== Information provided ==
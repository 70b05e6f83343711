//! Unit newtypes and the per-unit conversion layer.
//!
//! Load-flow calculations run in the per-unit system: every electrical
//! quantity is normalized against a base derived from a node's nominal
//! voltage and a network-wide power base. Raw `f64` values make it easy to
//! hand a solver volts where it expects per-unit; the newtypes here catch
//! that at compile time, and [`DimensionScaler`] is the single place where
//! physical units and per-unit values are exchanged.
//!
//! All types use `#[repr(transparent)]` so they have the same memory layout
//! as `f64`.

use crate::error::{GridError, GridResult};
use num_complex::Complex64;
use serde::{Deserialize, Serialize};
use std::ops::{Add, Div, Mul, Neg, Sub};

/// Macro to implement common arithmetic operations for unit types
macro_rules! impl_unit_ops {
    ($type:ty, $unit_name:literal) => {
        impl Add for $type {
            type Output = Self;
            fn add(self, rhs: Self) -> Self::Output {
                Self(self.0 + rhs.0)
            }
        }

        impl Sub for $type {
            type Output = Self;
            fn sub(self, rhs: Self) -> Self::Output {
                Self(self.0 - rhs.0)
            }
        }

        impl Neg for $type {
            type Output = Self;
            fn neg(self) -> Self::Output {
                Self(-self.0)
            }
        }

        impl Mul<f64> for $type {
            type Output = Self;
            fn mul(self, rhs: f64) -> Self::Output {
                Self(self.0 * rhs)
            }
        }

        impl Div<f64> for $type {
            type Output = Self;
            fn div(self, rhs: f64) -> Self::Output {
                Self(self.0 / rhs)
            }
        }

        impl Div<$type> for $type {
            type Output = f64;
            fn div(self, rhs: $type) -> Self::Output {
                self.0 / rhs.0
            }
        }

        impl std::fmt::Display for $type {
            fn fmt(&self, f: &mut std::fmt::Formatter<'_>) -> std::fmt::Result {
                write!(f, "{:.4} {}", self.0, $unit_name)
            }
        }

        impl std::iter::Sum for $type {
            fn sum<I: Iterator<Item = Self>>(iter: I) -> Self {
                Self(iter.map(|x| x.0).sum())
            }
        }

        impl $type {
            /// Create a new value
            #[inline]
            pub const fn new(value: f64) -> Self {
                Self(value)
            }

            /// Get the raw numeric value
            #[inline]
            pub const fn value(self) -> f64 {
                self.0
            }

            /// Absolute value
            #[inline]
            pub fn abs(self) -> Self {
                Self(self.0.abs())
            }

            /// Check if value is finite
            #[inline]
            pub fn is_finite(self) -> bool {
                self.0.is_finite()
            }
        }
    };
}

/// Voltage magnitude in volts.
#[derive(Debug, Clone, Copy, PartialEq, PartialOrd, Default, Serialize, Deserialize)]
#[repr(transparent)]
pub struct Volts(pub f64);

impl_unit_ops!(Volts, "V");

/// Power in watts. Complex powers are carried as `Complex64` volt-amperes
/// with the real part in watts; this newtype covers the scalar cases
/// (nominal power, real-power setpoints).
#[derive(Debug, Clone, Copy, PartialEq, PartialOrd, Default, Serialize, Deserialize)]
#[repr(transparent)]
pub struct Watts(pub f64);

impl_unit_ops!(Watts, "W");

/// Current in amperes.
#[derive(Debug, Clone, Copy, PartialEq, PartialOrd, Default, Serialize, Deserialize)]
#[repr(transparent)]
pub struct Amperes(pub f64);

impl_unit_ops!(Amperes, "A");

/// Impedance magnitude in ohms.
#[derive(Debug, Clone, Copy, PartialEq, PartialOrd, Default, Serialize, Deserialize)]
#[repr(transparent)]
pub struct Ohms(pub f64);

impl_unit_ops!(Ohms, "Ω");

/// Normalized quantity relative to a chosen base.
#[derive(Debug, Clone, Copy, PartialEq, PartialOrd, Default, Serialize, Deserialize)]
#[repr(transparent)]
pub struct PerUnit(pub f64);

impl_unit_ops!(PerUnit, "pu");

impl PerUnit {
    /// One per-unit (nominal).
    pub const ONE: Self = Self(1.0);

    /// Zero per-unit.
    pub const ZERO: Self = Self(0.0);
}

/// Angle in radians.
#[derive(Debug, Clone, Copy, PartialEq, PartialOrd, Default, Serialize, Deserialize)]
#[repr(transparent)]
pub struct Radians(pub f64);

impl_unit_ops!(Radians, "rad");

/// Angle in degrees.
#[derive(Debug, Clone, Copy, PartialEq, PartialOrd, Default, Serialize, Deserialize)]
#[repr(transparent)]
pub struct Degrees(pub f64);

impl_unit_ops!(Degrees, "°");

impl Radians {
    /// Convert to degrees
    #[inline]
    pub fn to_degrees(self) -> Degrees {
        Degrees(self.0.to_degrees())
    }

    /// Sine of the angle
    #[inline]
    pub fn sin(self) -> f64 {
        self.0.sin()
    }

    /// Cosine of the angle
    #[inline]
    pub fn cos(self) -> f64 {
        self.0.cos()
    }

    /// Zero radians
    pub const ZERO: Self = Self(0.0);
}

impl Degrees {
    /// Convert to radians
    #[inline]
    pub fn to_radians(self) -> Radians {
        Radians(self.0.to_radians())
    }
}

/// Smallest voltage or power base the scaler accepts.
pub const MINIMUM_BASE: f64 = 1e-3;

/// Per-unit ⇄ physical-unit conversion for one voltage level.
///
/// Built from a voltage base (a node's nominal voltage) and the
/// network-wide power base. The current and impedance bases follow:
///
/// ```text
/// I_base = S_base / U_base        Z_base = U_base² / S_base
/// ```
///
/// Admittance scales with the inverse of the impedance relation. All
/// conversions are pure; a scaler holds no mutable state.
#[derive(Debug, Clone, Copy, PartialEq)]
pub struct DimensionScaler {
    voltage_base: f64,
    power_base: f64,
    current_base: f64,
    impedance_base: f64,
}

impl DimensionScaler {
    /// Create a scaler from a voltage and power base.
    ///
    /// Both bases must exceed [`MINIMUM_BASE`]; anything smaller would blow
    /// up the derived impedance and current bases.
    pub fn new(voltage_base: Volts, power_base: Watts) -> GridResult<Self> {
        let u = voltage_base.value();
        let s = power_base.value();
        if !(u > MINIMUM_BASE) {
            return Err(GridError::parameter(
                "dimension scaler",
                format!("voltage base {u} must exceed {MINIMUM_BASE}"),
            ));
        }
        if !(s > MINIMUM_BASE) {
            return Err(GridError::parameter(
                "dimension scaler",
                format!("power base {s} must exceed {MINIMUM_BASE}"),
            ));
        }
        Ok(Self {
            voltage_base: u,
            power_base: s,
            current_base: s / u,
            impedance_base: u * u / s,
        })
    }

    #[inline]
    pub fn voltage_base(&self) -> f64 {
        self.voltage_base
    }

    #[inline]
    pub fn power_base(&self) -> f64 {
        self.power_base
    }

    #[inline]
    pub fn current_base(&self) -> f64 {
        self.current_base
    }

    #[inline]
    pub fn impedance_base(&self) -> f64 {
        self.impedance_base
    }

    /// Physical volts → per-unit.
    #[inline]
    pub fn scale_voltage(&self, voltage: Complex64) -> Complex64 {
        voltage / self.voltage_base
    }

    /// Per-unit → physical volts.
    #[inline]
    pub fn unscale_voltage(&self, voltage: Complex64) -> Complex64 {
        voltage * self.voltage_base
    }

    /// Physical volt-amperes → per-unit.
    #[inline]
    pub fn scale_power(&self, power: Complex64) -> Complex64 {
        power / self.power_base
    }

    /// Per-unit → physical volt-amperes.
    #[inline]
    pub fn unscale_power(&self, power: Complex64) -> Complex64 {
        power * self.power_base
    }

    /// Physical amperes → per-unit.
    #[inline]
    pub fn scale_current(&self, current: Complex64) -> Complex64 {
        current / self.current_base
    }

    /// Per-unit → physical amperes.
    #[inline]
    pub fn unscale_current(&self, current: Complex64) -> Complex64 {
        current * self.current_base
    }

    /// Physical ohms → per-unit.
    #[inline]
    pub fn scale_impedance(&self, impedance: Complex64) -> Complex64 {
        impedance / self.impedance_base
    }

    /// Per-unit → physical ohms.
    #[inline]
    pub fn unscale_impedance(&self, impedance: Complex64) -> Complex64 {
        impedance * self.impedance_base
    }

    /// Physical siemens → per-unit (inverse of the impedance relation).
    #[inline]
    pub fn scale_admittance(&self, admittance: Complex64) -> Complex64 {
        admittance * self.impedance_base
    }

    /// Per-unit → physical siemens.
    #[inline]
    pub fn unscale_admittance(&self, admittance: Complex64) -> Complex64 {
        admittance / self.impedance_base
    }
}

#[cfg(test)]
mod tests {
    use super::*;

    fn scaler() -> DimensionScaler {
        DimensionScaler::new(Volts(10_000.0), Watts(1_000_000.0)).unwrap()
    }

    #[test]
    fn test_derived_bases() {
        let s = scaler();
        assert!((s.current_base() - 100.0).abs() < 1e-9);
        assert!((s.impedance_base() - 100.0).abs() < 1e-9);
    }

    #[test]
    fn test_scale_unscale_is_identity() {
        let s = scaler();
        let samples = [
            Complex64::new(3.0, -4.0),
            Complex64::new(-123.456, 789.0),
            Complex64::new(0.0, 1e6),
        ];
        for v in samples {
            let round = |a: Complex64, b: Complex64| (a - b).norm() < 1e-9 * (1.0 + b.norm());
            assert!(round(s.unscale_voltage(s.scale_voltage(v)), v));
            assert!(round(s.unscale_power(s.scale_power(v)), v));
            assert!(round(s.unscale_current(s.scale_current(v)), v));
            assert!(round(s.unscale_impedance(s.scale_impedance(v)), v));
            assert!(round(s.unscale_admittance(s.scale_admittance(v)), v));
        }
    }

    #[test]
    fn test_admittance_is_inverse_of_impedance() {
        let s = scaler();
        let z = Complex64::new(2.0, 5.0);
        let y = z.inv();
        let scaled = s.scale_impedance(z) * s.scale_admittance(y);
        assert!((scaled - Complex64::new(1.0, 0.0)).norm() < 1e-12);
    }

    #[test]
    fn test_tiny_bases_are_rejected() {
        assert!(DimensionScaler::new(Volts(1e-4), Watts(100.0)).is_err());
        assert!(DimensionScaler::new(Volts(100.0), Watts(0.0)).is_err());
        assert!(DimensionScaler::new(Volts(-10.0), Watts(100.0)).is_err());
    }

    #[test]
    fn test_angle_conversions() {
        let deg = Degrees(180.0);
        assert!((deg.to_radians().value() - std::f64::consts::PI).abs() < 1e-12);
        assert!((Radians(std::f64::consts::FRAC_PI_2).to_degrees().value() - 90.0).abs() < 1e-12);
    }
}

== How to complete this task ==
Where the word "struct" shows up in a line of the listing, return that line.

== Reply to the exercise ==
pub struct Volts(pub f64);
pub struct Watts(pub f64);
pub struct Amperes(pub f64);
pub struct Ohms(pub f64);
pub struct PerUnit(pub f64);
pub struct Radians(pub f64);
pub struct Degrees(pub f64);
pub struct DimensionScaler {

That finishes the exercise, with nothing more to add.